IN THE COURT OF APPEALS OF IOWA
No. 24-1956 Filed October 1, 2025
STATE OF IOWA, Plaintiff-Appellee,
vs.
KEATON ROBERT LEACH, Defendant-Appellant. ________________________________________________________________
Appeal from the Iowa District Court for O’Brien County, Charles Borth,
Judge.
A defendant appeals his convictions for harassment in the first degree and
stalking. AFFIRMED.
Alan R. Ostergren of Alan R. Ostergren, PC, Des Moines, for appellant.
Brenna Bird, Attorney General, and Zachary Miller, Assistant Attorney
General, for appellee.
Considered without oral argument by Tabor, C.J., and Greer and Buller, JJ. 2
GREER, Judge.
Keaton Leach appeals his jury convictions of first-degree harassment and
three counts of stalking.1 On appeal, Leach argues there is insufficient evidence
to identify him as the person who committed the crimes and that there is insufficient
evidence to conclude a reasonable person would feel terrorized, frightened,
intimidated, or threatened by his actions. He also claims the district court
improperly admitted hearsay that is prejudicial. We affirm.
I. Background Facts and Prior Proceedings.
Leach and A.J. met in late 2022 and began a romantic relationship in
January 2024. Yet, by January 29, a no-contact order (NCO) was put in place
protecting A.J. from Leach as he had become possessive and controlling
according to A.J. Over the next several months Leach continued to communicate
with A.J. In violation of the NCO, on February 21, Leach sent messages to A.J.
In one message he said, “I can kill you whenever & however I want fyi.” In another,
Leach claimed, “I will tie you all up & make you watch your parents bleed out
slowly.. you have no idea what I’m capable of but you will find out soon.” A.J. was
with one of her coworkers, who convinced A.J. to stay with her because she was
concerned for A.J.’s safety. Leach called that coworker repeatedly and wanted the
coworker to have A.J. call him. That same day A.J.’s parents demanded to speak
with her because Leach allegedly sent A.J.’s mother an inappropriate video of him
and A.J. Alarmed, A.J. reported this to the police, and Leach was charged with an
1 Leach was acquitted of one stalking count involving a June 8 incident. 3
aggravated misdemeanor offense of harassment under Iowa Code
section 708.7(1), (2) (2024).
The communications continued; on May 13, Leach sent more messages
and made calls that A.J. reported to police. Leach messaged, “You’ll be dead soon
enough:),” “I know where you’re at hehe,” and “See you soon.” One of A.J.’s
coworkers overheard Leach threatening A.J. on the phone saying that “he was
going to end her life and that it was going to be over soon.”

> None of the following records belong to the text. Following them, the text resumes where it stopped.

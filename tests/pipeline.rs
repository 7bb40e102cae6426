use std::fs;
use std::io::{Read, Write};
use std::net::TcpListener;
use std::path::{Path, PathBuf};
use std::thread;
use wrapup::exports::{load_export, ExportFormat, LoadOptions};
use wrapup::inference::InferenceConfig;
use wrapup::pipeline::SummaryOutcome;
use wrapup::{Category, Credentials, Merger, Pipeline, RunConfig, Snapshot, Source, SourceStatus, WrapupError};

const GOODREADS: &str = "\
Book Id,Title,Author,My Rating,Number of Pages,Date Read,Date Added,Exclusive Shelf
1,Dune,Frank Herbert,5,412,2025/03/01,2025/01/02,read
2,Dune,Frank Herbert,5,412,2025/03/01,2025/01/02,read
3,Piranesi,Susanna Clarke,4,272,2025/05/20,2025/04/01,read
4,Circe,Madeline Miller,0,393,,2025/06/01,currently-reading
5,Anathem,Neal Stephenson,0,937,,2025/02/01,to-read
6,Broken,Nobody,3,100,yesterday,,read
7,Old News,Somebody,3,200,2023/07/04,2023/07/01,read
";

const STRAVA: &str = "\
Activity ID,Activity Date,Activity Name,Activity Type,Elapsed Time,Distance,Calories
101,\"Jan 5, 2025, 7:30:12 AM\",Morning Run,Run,1800,5.20,320
102,\"Feb 9, 2025, 6:02:00 PM\",Sunday hit session,Workout,3600,0,450
103,not a date,Broken,Run,100,1.0,10
";

fn write_export(dir: &Path, name: &str, contents: &str) -> PathBuf {
    let path = dir.join(name);
    fs::write(&path, contents).expect("Failed to write fixture");
    path
}

fn exports_only(dir: &Path) -> RunConfig {
    RunConfig {
        skip_scrape: true,
        inference: None,
        snapshot_path: dir.join("snapshot.json"),
        ..RunConfig::default()
    }
}

/// Answer one chat-completions request with `text`; returns the endpoint URL
fn serve_completion(text: &str) -> String {
    let listener = TcpListener::bind("127.0.0.1:0").unwrap();
    let endpoint = format!("http://{}/v1/chat/completions", listener.local_addr().unwrap());
    let body = serde_json::json!({ "choices": [{ "message": { "role": "assistant", "content": text } }] }).to_string();

    thread::spawn(move || {
        let (mut stream, _) = listener.accept().unwrap();
        let mut request = Vec::new();
        let mut chunk = [0u8; 4096];
        loop {
            let n = stream.read(&mut chunk).unwrap();
            if n == 0 {
                break;
            }
            request.extend_from_slice(&chunk[..n]);
            if let Some(end) = request.windows(4).position(|w| w == b"\r\n\r\n") {
                let head = String::from_utf8_lossy(&request[..end]).to_ascii_lowercase();
                let length = head
                    .lines()
                    .find_map(|line| line.strip_prefix("content-length:"))
                    .and_then(|value| value.trim().parse::<usize>().ok())
                    .unwrap_or(0);
                if request.len() >= end + 4 + length {
                    break;
                }
            }
        }

        let response = format!(
            "HTTP/1.1 200 OK\r\nContent-Type: application/json\r\nContent-Length: {}\r\nConnection: close\r\n\r\n{}",
            body.len(),
            body
        );
        stream.write_all(response.as_bytes()).unwrap();
    });

    endpoint
}

fn with_summary(dir: &Path, endpoint: String, summary_path: PathBuf) -> RunConfig {
    let mut config = exports_only(dir);
    config.inference = Some(InferenceConfig { endpoint, ..InferenceConfig::default() });
    config.summary_path = Some(summary_path);
    config.exports.strava = Some(write_export(dir, "activities.csv", STRAVA));
    config
}

#[test]
fn test_missing_export_still_produces_snapshot() {
    let dir = tempfile::tempdir().unwrap();
    let mut config = exports_only(dir.path());
    config.exports.goodreads = Some(write_export(dir.path(), "goodreads.csv", GOODREADS));
    config.exports.strava = Some(dir.path().join("activities.csv"));

    let report = Pipeline::new(config, None).run().expect("Run should survive a missing export");

    // Dune appears twice with the same identity
    assert_eq!(report.records, 4);
    assert_eq!(report.sources[0].status, SourceStatus::Skipped);
    assert_eq!(report.sources[1].source, Source::Goodreads);
    assert_eq!(report.sources[1].records, 5);
    assert_eq!(report.sources[1].malformed, 1);
    assert_eq!(report.sources[1].filtered, 1);
    assert!(matches!(&report.sources[2].status, SourceStatus::Failed(reason) if reason.contains("activities.csv")));

    let snapshot = Snapshot::read(&report.snapshot_path).unwrap();
    assert_eq!(snapshot.dataset.len(), 4);
    assert_eq!(snapshot.sources, report.sources);
    assert_eq!(snapshot.summary, None);
}

#[test]
fn test_record_count_is_sum_of_unique_contributions() {
    let dir = tempfile::tempdir().unwrap();
    let goodreads = write_export(dir.path(), "goodreads.csv", GOODREADS);
    let strava = write_export(dir.path(), "activities.csv", STRAVA);

    let options = LoadOptions::default();
    let books = load_export(&goodreads, ExportFormat::Goodreads, &options).unwrap();
    let workouts = load_export(&strava, ExportFormat::Strava, &options).unwrap();
    let unique_books = Merger::default().merge_all(books.records).len();
    let unique_workouts = Merger::default().merge_all(workouts.records).len();

    let mut config = exports_only(dir.path());
    config.exports.goodreads = Some(goodreads);
    config.exports.strava = Some(strava);
    let report = Pipeline::new(config, None).run().unwrap();

    assert_eq!(report.records, unique_books + unique_workouts);
    assert_eq!(report.records, 6);
    assert_eq!(report.malformed(), 2);
    assert_eq!(report.failed_sources().count(), 0);
}

#[test]
fn test_snapshot_matches_in_memory_merge() {
    let dir = tempfile::tempdir().unwrap();
    let goodreads = write_export(dir.path(), "goodreads.csv", GOODREADS);
    let strava = write_export(dir.path(), "activities.csv", STRAVA);

    let options = LoadOptions::default();
    let expected = Merger::default().merge(
        Vec::new(),
        load_export(&goodreads, ExportFormat::Goodreads, &options).unwrap().records,
        load_export(&strava, ExportFormat::Strava, &options).unwrap().records,
    );

    let mut config = exports_only(dir.path());
    config.exports.goodreads = Some(goodreads);
    config.exports.strava = Some(strava);
    let report = Pipeline::new(config, None).run().unwrap();

    let snapshot = Snapshot::read(&report.snapshot_path).unwrap();
    assert_eq!(snapshot.dataset, expected);

    let dates: Vec<_> = snapshot.dataset.records().iter().map(|r| r.date).collect();
    let mut sorted = dates.clone();
    sorted.sort();
    assert_eq!(dates, sorted);
}

#[test]
fn test_year_window_filters_exports() {
    let dir = tempfile::tempdir().unwrap();
    let mut config = exports_only(dir.path());
    config.year = Some(2023);
    config.exports.goodreads = Some(write_export(dir.path(), "goodreads.csv", GOODREADS));
    config.exports.strava = Some(write_export(dir.path(), "activities.csv", STRAVA));

    let report = Pipeline::new(config, None).run().unwrap();
    let snapshot = Snapshot::read(&report.snapshot_path).unwrap();

    assert_eq!(report.records, 1);
    assert_eq!(snapshot.year, Some(2023));
    assert_eq!(snapshot.dataset.records()[0].item_title, "Old News");
    assert_eq!(snapshot.dataset.aggregates().by_category.get(&Category::Book), Some(&1));
}

#[test]
fn test_wrong_format_skips_only_that_source() {
    let dir = tempfile::tempdir().unwrap();
    let mut config = exports_only(dir.path());
    // A Strava file handed in as the Goodreads export
    config.exports.goodreads = Some(write_export(dir.path(), "goodreads.csv", STRAVA));
    config.exports.strava = Some(write_export(dir.path(), "activities.csv", STRAVA));

    let report = Pipeline::new(config, None).run().unwrap();

    assert!(matches!(&report.sources[1].status, SourceStatus::Failed(reason) if reason.contains("missing required columns")));
    assert_eq!(report.sources[2].status, SourceStatus::Loaded);
    assert_eq!(report.records, 2);
}

#[test]
fn test_missing_access_key_still_writes_snapshot() {
    let dir = tempfile::tempdir().unwrap();
    let mut config = exports_only(dir.path());
    config.inference = Some(Default::default());
    config.summary_path = Some(dir.path().join("summary.txt"));
    config.exports.strava = Some(write_export(dir.path(), "activities.csv", STRAVA));

    let report = Pipeline::new(config, None).run().unwrap();

    assert_eq!(report.summary, SummaryOutcome::MissingKey);
    assert!(report.snapshot_path.exists());
    assert!(!dir.path().join("summary.txt").exists());
}

#[test]
fn test_failed_write_keeps_previous_snapshot() {
    let dir = tempfile::tempdir().unwrap();
    let strava = write_export(dir.path(), "activities.csv", STRAVA);

    let mut config = exports_only(dir.path());
    config.exports.strava = Some(strava.clone());
    let first = Pipeline::new(config.clone(), None).run().unwrap();
    let before = fs::read_to_string(&first.snapshot_path).unwrap();

    config.snapshot_path = dir.path().join("missing").join("snapshot.json");
    let err = Pipeline::new(config, None).run().unwrap_err();

    assert!(matches!(err, WrapupError::WriteFailed { .. }));
    assert_eq!(fs::read_to_string(&first.snapshot_path).unwrap(), before);
}

#[test]
fn test_exhausted_budget_writes_nothing() {
    let dir = tempfile::tempdir().unwrap();
    let mut config = exports_only(dir.path());
    config.run_timeout = std::time::Duration::ZERO;
    config.exports.strava = Some(write_export(dir.path(), "activities.csv", STRAVA));

    let err = Pipeline::new(config, None).run().unwrap_err();

    assert!(matches!(err, WrapupError::Timeout(_)));
    assert!(!dir.path().join("snapshot.json").exists());
}

#[test]
fn test_generated_summary_lands_in_snapshot_and_text_file() {
    let dir = tempfile::tempdir().unwrap();
    let endpoint = serve_completion("You saved $0 and ran 3 miles!");
    let summary_path = dir.path().join("summary.txt");
    let config = with_summary(dir.path(), endpoint, summary_path.clone());

    let report = Pipeline::new(config, Some(Credentials::key_only(Some("sk-test".to_string())))).run().unwrap();

    assert_eq!(report.summary, SummaryOutcome::Generated);
    let snapshot = Snapshot::read(&report.snapshot_path).unwrap();
    assert_eq!(snapshot.summary.as_deref(), Some("You saved $0 and ran 3 miles!"));
    assert_eq!(fs::read_to_string(&summary_path).unwrap(), "You saved $0 and ran 3 miles!");
}

#[test]
fn test_unwritable_summary_file_keeps_run_and_snapshot() {
    let dir = tempfile::tempdir().unwrap();
    let endpoint = serve_completion("Great year!");
    let summary_path = dir.path().join("missing").join("summary.txt");
    let config = with_summary(dir.path(), endpoint, summary_path.clone());

    let report = Pipeline::new(config, Some(Credentials::key_only(Some("sk-test".to_string()))))
        .run()
        .expect("A summary file failure must not fail the run");

    assert!(matches!(&report.summary, SummaryOutcome::NotSaved(reason) if reason.contains("summary.txt")));
    assert!(!summary_path.exists());
    let snapshot = Snapshot::read(&report.snapshot_path).unwrap();
    assert_eq!(snapshot.summary.as_deref(), Some("Great year!"));
    assert_eq!(snapshot.dataset.len(), 2);
}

Although A.J. told him to stop, Leach did not. On May 22, A.J. reported
more messages from Leach and that he had made threatening account names on
her media streaming account. A.J. testified Leach was the only other person who
had access to her account. Some of these names were “Imma Gut You Like A
Pumpkin,” “Cant Wait To Ring Your Neck Whore,” and “Wtchibg U Bleed Out Will
B So Funny.” On June 1, A.J. reported more media streaming account threats
including “Ima Make Ur Death So Painful” and “I Can See Everything U Do..
Udedsoon.” On June 8, A.J. alleged that Leach directed her to look at his music
streaming profile by changing an account name on the media streaming platform.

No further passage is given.